Data items:
Start of Block
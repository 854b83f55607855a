//   Copyright (c) 2024-2026 Anton Kundenko <singaraiona@gmail.com>
//   All rights reserved.
//
//   Permission is hereby granted, free of charge, to any person obtaining a copy
//   of this software and associated documentation files (the "Software"), to deal
//   in the Software without restriction, including without limitation the rights
//   to use, copy, modify, merge, publish, distribute, sublicense, and/or sell
//   copies of the Software, and to permit persons to whom the Software is
//   furnished to do so, subject to the following conditions:
//
//   The above copyright notice and this permission notice shall be included in all
//   copies or substantial portions of the Software.
//
//   THE SOFTWARE IS PROVIDED "AS IS", WITHOUT WARRANTY OF ANY KIND, EXPRESS OR
//   IMPLIED, INCLUDING BUT NOT LIMITED TO THE WARRANTIES OF MERCHANTABILITY,
//   FITNESS FOR A PARTICULAR PURPOSE AND NONINFRINGEMENT. IN NO EVENT SHALL THE
//   AUTHORS OR COPYRIGHT HOLDERS BE LIABLE FOR ANY CLAIM, DAMAGES OR OTHER
//   LIABILITY, WHETHER IN AN ACTION OF CONTRACT, TORT OR OTHERWISE, ARISING FROM,
//   OUT OF OR IN CONNECTION WITH THE SOFTWARE OR THE USE OR OTHER DEALINGS IN THE
//   SOFTWARE.

//! Scalar values: the unit of row-wise access, literals and ingestion.

use std::sync::Arc;

use crate::column::{DataType, TimeUnit};

/// A single typed value, or null.
#[derive(Debug, Clone, PartialEq)]
pub enum Scalar {
    Null,
    Bool(bool),
    F64(f64),
    F32(f32),
    I64(i64),
    I32(i32),
    U64(u64),
    U32(u32),
    I8(i8),
    U8(u8),
    Str(Arc<str>),
    Datetime(i64, TimeUnit),
    Duration(i64, TimeUnit),
}

impl Scalar {
    /// Logical type of this value. `Null` has no type and returns `None`.
    pub fn dtype(&self) -> Option<DataType> {
        match self {
            Scalar::Null => None,
            Scalar::Bool(_) => Some(DataType::Bool),
            Scalar::F64(_) => Some(DataType::F64),
            Scalar::F32(_) => Some(DataType::F32),
            Scalar::I64(_) => Some(DataType::I64),
            Scalar::I32(_) => Some(DataType::I32),
            Scalar::U64(_) => Some(DataType::U64),
            Scalar::U32(_) => Some(DataType::U32),
            Scalar::I8(_) => Some(DataType::I8),
            Scalar::U8(_) => Some(DataType::U8),
            Scalar::Str(_) => Some(DataType::Str),
            Scalar::Datetime(_, unit) => Some(DataType::Datetime(*unit)),
            Scalar::Duration(_, unit) => Some(DataType::Duration(*unit)),
        }
    }

    pub fn is_null(&self) -> bool {
        matches!(self, Scalar::Null)
    }

    /// Numeric view as f64, when the value is numeric.
    pub fn to_f64(&self) -> Option<f64> {
        match self {
            Scalar::F64(v) => Some(*v),
            Scalar::F32(v) => Some(*v as f64),
            Scalar::I64(v) => Some(*v as f64),
            Scalar::I32(v) => Some(*v as f64),
            Scalar::U64(v) => Some(*v as f64),
            Scalar::U32(v) => Some(*v as f64),
            Scalar::I8(v) => Some(*v as f64),
            Scalar::U8(v) => Some(*v as f64),
            Scalar::Bool(v) => Some(*v as u8 as f64),
            _ => None,
        }
    }

    /// Numeric view as i64, when the value is an integer kind.
    pub fn to_i64(&self) -> Option<i64> {
        match self {
            Scalar::I64(v) => Some(*v),
            Scalar::I32(v) => Some(*v as i64),
            Scalar::U32(v) => Some(*v as i64),
            Scalar::I8(v) => Some(*v as i64),
            Scalar::U8(v) => Some(*v as i64),
            Scalar::U64(v) => i64::try_from(*v).ok(),
            Scalar::Bool(v) => Some(*v as i64),
            Scalar::Datetime(v, _) | Scalar::Duration(v, _) => Some(*v),
            _ => None,
        }
    }

    pub fn as_str(&self) -> Option<&str> {
        match self {
            Scalar::Str(s) => Some(s),
            _ => None,
        }
    }
}

impl std::hash::Hash for Scalar {
    fn hash<H: std::hash::Hasher>(&self, state: &mut H) {
        std::mem::discriminant(self).hash(state);
        match self {
            Scalar::Null => {}
            Scalar::Bool(v) => v.hash(state),
            // Floats hash their canonical bit pattern: -0.0 folds to 0.0.
            Scalar::F64(v) => {
                let v = if *v == 0.0 { 0.0 } else { *v };
                v.to_bits().hash(state)
            }
            Scalar::F32(v) => {
                let v = if *v == 0.0 { 0.0 } else { *v };
                v.to_bits().hash(state)
            }
            Scalar::I64(v) => v.hash(state),
            Scalar::I32(v) => v.hash(state),
            Scalar::U64(v) => v.hash(state),
            Scalar::U32(v) => v.hash(state),
            Scalar::I8(v) => v.hash(state),
            Scalar::U8(v) => v.hash(state),
            Scalar::Str(s) => s.hash(state),
            Scalar::Datetime(v, unit) | Scalar::Duration(v, unit) => {
                v.hash(state);
                unit.hash(state);
            }
        }
    }
}

impl std::fmt::Display for Scalar {
    fn fmt(&self, f: &mut std::fmt::Formatter<'_>) -> std::fmt::Result {
        match self {
            Scalar::Null => f.write_str("null"),
            Scalar::Bool(v) => write!(f, "{v}"),
            Scalar::F64(v) => write!(f, "{v}"),
            Scalar::F32(v) => write!(f, "{v}"),
            Scalar::I64(v) => write!(f, "{v}"),
            Scalar::I32(v) => write!(f, "{v}"),
            Scalar::U64(v) => write!(f, "{v}"),
            Scalar::U32(v) => write!(f, "{v}"),
            Scalar::I8(v) => write!(f, "{v}"),
            Scalar::U8(v) => write!(f, "{v}"),
            Scalar::Str(s) => write!(f, "{s}"),
            Scalar::Datetime(v, unit) => write!(f, "{v}{}", unit.suffix()),
            Scalar::Duration(v, unit) => write!(f, "{v}{}", unit.suffix()),
        }
    }
}

macro_rules! impl_scalar_from {
    ($($native:ty => $variant:ident),* $(,)?) => {
        $(
            impl From<$native> for Scalar {
                fn from(v: $native) -> Self {
                    Scalar::$variant(v)
                }
            }
        )*
    };
}

impl_scalar_from!(
    bool => Bool,
    f64 => F64,
    f32 => F32,
    i64 => I64,
    i32 => I32,
    u64 => U64,
    u32 => U32,
    i8 => I8,
    u8 => U8,
);

impl From<&str> for Scalar {
    fn from(s: &str) -> Self {
        Scalar::Str(Arc::from(s))
    }
}

impl From<String> for Scalar {
    fn from(s: String) -> Self {
        Scalar::Str(Arc::from(s.as_str()))
    }
}

impl<T> From<Option<T>> for Scalar
where
    T: Into<Scalar>,
{
    fn from(v: Option<T>) -> Self {
        match v {
            Some(v) => v.into(),
            None => Scalar::Null,
        }
    }
}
End of Block
ASSIGNMENT: Every record above is to be copied out again exactly as written.

SOLUTION TO THIS EXERCISE:
repository 854b83f55607855a
//   Copyright (c) 2024-2026 Anton Kundenko <singaraiona@gmail.com>
//   All rights reserved.
//
//   Permission is hereby granted, free of charge, to any person obtaining a copy
//   of this software and associated documentation files (the "Software"), to deal
//   in the Software without restriction, including without limitation the rights
//   to use, copy, modify, merge, publish, distribute, sublicense, and/or sell
//   copies of the Software, and to permit persons to whom the Software is
//   furnished to do so, subject to the following conditions:
//
//   The above copyright notice and this permission notice shall be included in all
//   copies or substantial portions of the Software.
//
//   THE SOFTWARE IS PROVIDED "AS IS", WITHOUT WARRANTY OF ANY KIND, EXPRESS OR
//   IMPLIED, INCLUDING BUT NOT LIMITED TO THE WARRANTIES OF MERCHANTABILITY,
//   FITNESS FOR A PARTICULAR PURPOSE AND NONINFRINGEMENT. IN NO EVENT SHALL THE
//   AUTHORS OR COPYRIGHT HOLDERS BE LIABLE FOR ANY CLAIM, DAMAGES OR OTHER
//   LIABILITY, WHETHER IN AN ACTION OF CONTRACT, TORT OR OTHERWISE, ARISING FROM,
//   OUT OF OR IN CONNECTION WITH THE SOFTWARE OR THE USE OR OTHER DEALINGS IN THE
//   SOFTWARE.

//! Scalar values: the unit of row-wise access, literals and ingestion.

use std::sync::Arc;

use crate::column::{DataType, TimeUnit};

/// A single typed value, or null.
#[derive(Debug, Clone, PartialEq)]
pub enum Scalar {
    Null,
    Bool(bool),
    F64(f64),
    F32(f32),
    I64(i64),
    I32(i32),
    U64(u64),
    U32(u32),
    I8(i8),
    U8(u8),
    Str(Arc<str>),
    Datetime(i64, TimeUnit),
    Duration(i64, TimeUnit),
}

impl Scalar {
    /// Logical type of this value. `Null` has no type and returns `None`.
    pub fn dtype(&self) -> Option<DataType> {
        match self {
            Scalar::Null => None,
            Scalar::Bool(_) => Some(DataType::Bool),
            Scalar::F64(_) => Some(DataType::F64),
            Scalar::F32(_) => Some(DataType::F32),
            Scalar::I64(_) => Some(DataType::I64),
            Scalar::I32(_) => Some(DataType::I32),
            Scalar::U64(_) => Some(DataType::U64),
            Scalar::U32(_) => Some(DataType::U32),
            Scalar::I8(_) => Some(DataType::I8),
            Scalar::U8(_) => Some(DataType::U8),
            Scalar::Str(_) => Some(DataType::Str),
            Scalar::Datetime(_, unit) => Some(DataType::Datetime(*unit)),
            Scalar::Duration(_, unit) => Some(DataType::Duration(*unit)),
        }
    }

    pub fn is_null(&self) -> bool {
        matches!(self, Scalar::Null)
    }

    /// Numeric view as f64, when the value is numeric.
    pub fn to_f64(&self) -> Option<f64> {
        match self {
            Scalar::F64(v) => Some(*v),
            Scalar::F32(v) => Some(*v as f64),
            Scalar::I64(v) => Some(*v as f64),
            Scalar::I32(v) => Some(*v as f64),
            Scalar::U64(v) => Some(*v as f64),
            Scalar::U32(v) => Some(*v as f64),
            Scalar::I8(v) => Some(*v as f64),
            Scalar::U8(v) => Some(*v as f64),
            Scalar::Bool(v) => Some(*v as u8 as f64),
            _ => None,
        }
    }

    /// Numeric view as i64, when the value is an integer kind.
    pub fn to_i64(&self) -> Option<i64> {
        match self {
            Scalar::I64(v) => Some(*v),
            Scalar::I32(v) => Some(*v as i64),
            Scalar::U32(v) => Some(*v as i64),
            Scalar::I8(v) => Some(*v as i64),
            Scalar::U8(v) => Some(*v as i64),
            Scalar::U64(v) => i64::try_from(*v).ok(),
            Scalar::Bool(v) => Some(*v as i64),
            Scalar::Datetime(v, _) | Scalar::Duration(v, _) => Some(*v),
            _ => None,
        }
    }

    pub fn as_str(&self) -> Option<&str> {
        match self {
            Scalar::Str(s) => Some(s),
            _ => None,
        }
    }
}

impl std::hash::Hash for Scalar {
    fn hash<H: std::hash::Hasher>(&self, state: &mut H) {
        std::mem::discriminant(self).hash(state);
        match self {
            Scalar::Null => {}
            Scalar::Bool(v) => v.hash(state),
            // Floats hash their canonical bit pattern: -0.0 folds to 0.0.
            Scalar::F64(v) => {
                let v = if *v == 0.0 { 0.0 } else { *v };
                v.to_bits().hash(state)
            }
            Scalar::F32(v) => {
                let v = if *v == 0.0 { 0.0 } else { *v };
                v.to_bits().hash(state)
            }
            Scalar::I64(v) => v.hash(state),
            Scalar::I32(v) => v.hash(state),
            Scalar::U64(v) => v.hash(state),
            Scalar::U32(v) => v.hash(state),
            Scalar::I8(v) => v.hash(state),
            Scalar::U8(v) => v.hash(state),
            Scalar::Str(s) => s.hash(state),
            Scalar::Datetime(v, unit) | Scalar::Duration(v, unit) => {
                v.hash(state);
                unit.hash(state);
            }
        }
    }
}

impl std::fmt::Display for Scalar {
    fn fmt(&self, f: &mut std::fmt::Formatter<'_>) -> std::fmt::Result {
        match self {
            Scalar::Null => f.write_str("null"),
            Scalar::Bool(v) => write!(f, "{v}"),
            Scalar::F64(v) => write!(f, "{v}"),
            Scalar::F32(v) => write!(f, "{v}"),
            Scalar::I64(v) => write!(f, "{v}"),
            Scalar::I32(v) => write!(f, "{v}"),
            Scalar::U64(v) => write!(f, "{v}"),
            Scalar::U32(v) => write!(f, "{v}"),
            Scalar::I8(v) => write!(f, "{v}"),
            Scalar::U8(v) => write!(f, "{v}"),
            Scalar::Str(s) => write!(f, "{s}"),
            Scalar::Datetime(v, unit) => write!(f, "{v}{}", unit.suffix()),
            Scalar::Duration(v, unit) => write!(f, "{v}{}", unit.suffix()),
        }
    }
}

macro_rules! impl_scalar_from {
    ($($native:ty => $variant:ident),* $(,)?) => {
        $(
            impl From<$native> for Scalar {
                fn from(v: $native) -> Self {
                    Scalar::$variant(v)
                }
            }
        )*
    };
}

impl_scalar_from!(
    bool => Bool,
    f64 => F64,
    f32 => F32,
    i64 => I64,
    i32 => I32,
    u64 => U64,
    u32 => U32,
    i8 => I8,
    u8 => U8,
);

impl From<&str> for Scalar {
    fn from(s: &str) -> Self {
        Scalar::Str(Arc::from(s))
    }
}

impl From<String> for Scalar {
    fn from(s: String) -> Self {
        Scalar::Str(Arc::from(s.as_str()))
    }
}

impl<T> From<Option<T>> for Scalar
where
    T: Into<Scalar>,
{
    fn from(v: Option<T>) -> Self {
        match v {
            Some(v) => v.into(),
            None => Scalar::Null,
        }
    }
}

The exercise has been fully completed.